What you need to do
Exactly as given, write out all the entries again.
:::
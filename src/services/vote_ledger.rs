use uuid::Uuid;

use crate::{
    error::StoreError,
    models::{NewVote, Vote, VotePolarity},
    store::{StoreResult, VoteTx},
};

#[derive(Debug, Clone)]
pub enum CastVote {
    /// The ledger entry was written. It still has to be applied to the review.
    Applied(Vote),
    DuplicateVote,
    ReviewNotFound,
}

/// Records the user's vote on the review, at most once per pair.
///
/// Exclusivity comes from the store's unique (user_id, review_id) constraint
/// on a single insert, never from a lookup beforehand, so concurrent casts for
/// the same pair produce exactly one `Applied`.
pub async fn cast_vote<T: VoteTx>(
    tx: &mut T,
    user_id: Uuid,
    review_id: Uuid,
    polarity: VotePolarity,
) -> StoreResult<CastVote> {
    let vote = NewVote::new(user_id, review_id, polarity);

    match tx.insert_vote(&vote).await {
        Ok(Some(vote)) => {
            tracing::debug!(vote_id = %vote.id, %user_id, %review_id, %polarity, "Ledger entry written");
            Ok(CastVote::Applied(vote))
        }
        Ok(None) => {
            tracing::debug!(%user_id, %review_id, "Duplicate vote rejected");
            Ok(CastVote::DuplicateVote)
        }
        Err(StoreError::MissingReference(reference)) => {
            tracing::debug!(%review_id, %reference, "Vote references a missing row");
            Ok(CastVote::ReviewNotFound)
        }
        Err(e) => Err(e),
    }
}

#[cfg(test)]
mod tests {
    use super::*;
    use crate::{
        models::NewReview,
        store::{MemoryReviewStore, ReviewStore},
    };

    #[tokio::test]
    async fn test_second_cast_for_same_pair_is_duplicate() {
        let store = MemoryReviewStore::new();
        let review = store
            .create_review(NewReview {
                author_id: Uuid::new_v4(),
                content: "Too short".to_string(),
                rating: 2,
            })
            .await
            .unwrap();
        let user_id = Uuid::new_v4();

        let mut tx = store.begin().await.unwrap();
        let first = cast_vote(&mut tx, user_id, review.id, VotePolarity::Dislike)
            .await
            .unwrap();
        let CastVote::Applied(vote) = first else {
            panic!("expected first cast to be applied, got {first:?}");
        };
        assert!(!vote.applied);
        assert_eq!(vote.polarity, VotePolarity::Dislike);

        let second = cast_vote(&mut tx, user_id, review.id, VotePolarity::Like)
            .await
            .unwrap();
        assert!(matches!(second, CastVote::DuplicateVote));
    }

    #[tokio::test]
    async fn test_cast_on_missing_review_is_not_found() {
        let store = MemoryReviewStore::new();
        let mut tx = store.begin().await.unwrap();

        let outcome = cast_vote(&mut tx, Uuid::new_v4(), Uuid::new_v4(), VotePolarity::Like)
            .await
            .unwrap();
        assert!(matches!(outcome, CastVote::ReviewNotFound));
    }
}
:::
Response
filename src/services/vote_ledger.rs
use uuid::Uuid;

use crate::{
    error::StoreError,
    models::{NewVote, Vote, VotePolarity},
    store::{StoreResult, VoteTx},
};

#[derive(Debug, Clone)]
pub enum CastVote {
    /// The ledger entry was written. It still has to be applied to the review.
    Applied(Vote),
    DuplicateVote,
    ReviewNotFound,
}

/// Records the user's vote on the review, at most once per pair.
///
/// Exclusivity comes from the store's unique (user_id, review_id) constraint
/// on a single insert, never from a lookup beforehand, so concurrent casts for
/// the same pair produce exactly one `Applied`.
pub async fn cast_vote<T: VoteTx>(
    tx: &mut T,
    user_id: Uuid,
    review_id: Uuid,
    polarity: VotePolarity,
) -> StoreResult<CastVote> {
    let vote = NewVote::new(user_id, review_id, polarity);

    match tx.insert_vote(&vote).await {
        Ok(Some(vote)) => {
            tracing::debug!(vote_id = %vote.id, %user_id, %review_id, %polarity, "Ledger entry written");
            Ok(CastVote::Applied(vote))
        }
        Ok(None) => {
            tracing::debug!(%user_id, %review_id, "Duplicate vote rejected");
            Ok(CastVote::DuplicateVote)
        }
        Err(StoreError::MissingReference(reference)) => {
            tracing::debug!(%review_id, %reference, "Vote references a missing row");
            Ok(CastVote::ReviewNotFound)
        }
        Err(e) => Err(e),
    }
}

#[cfg(test)]
mod tests {
    use super::*;
    use crate::{
        models::NewReview,
        store::{MemoryReviewStore, ReviewStore},
    };

    #[tokio::test]
    async fn test_second_cast_for_same_pair_is_duplicate() {
        let store = MemoryReviewStore::new();
        let review = store
            .create_review(NewReview {
                author_id: Uuid::new_v4(),
                content: "Too short".to_string(),
                rating: 2,
            })
            .await
            .unwrap();
        let user_id = Uuid::new_v4();

        let mut tx = store.begin().await.unwrap();
        let first = cast_vote(&mut tx, user_id, review.id, VotePolarity::Dislike)
            .await
            .unwrap();
        let CastVote::Applied(vote) = first else {
            panic!("expected first cast to be applied, got {first:?}");
        };
        assert!(!vote.applied);
        assert_eq!(vote.polarity, VotePolarity::Dislike);

        let second = cast_vote(&mut tx, user_id, review.id, VotePolarity::Like)
            .await
            .unwrap();
        assert!(matches!(second, CastVote::DuplicateVote));
    }

    #[tokio::test]
    async fn test_cast_on_missing_review_is_not_found() {
        let store = MemoryReviewStore::new();
        let mut tx = store.begin().await.unwrap();

        let outcome = cast_vote(&mut tx, Uuid::new_v4(), Uuid::new_v4(), VotePolarity::Like)
            .await
            .unwrap();
        assert!(matches!(outcome, CastVote::ReviewNotFound));
    }
}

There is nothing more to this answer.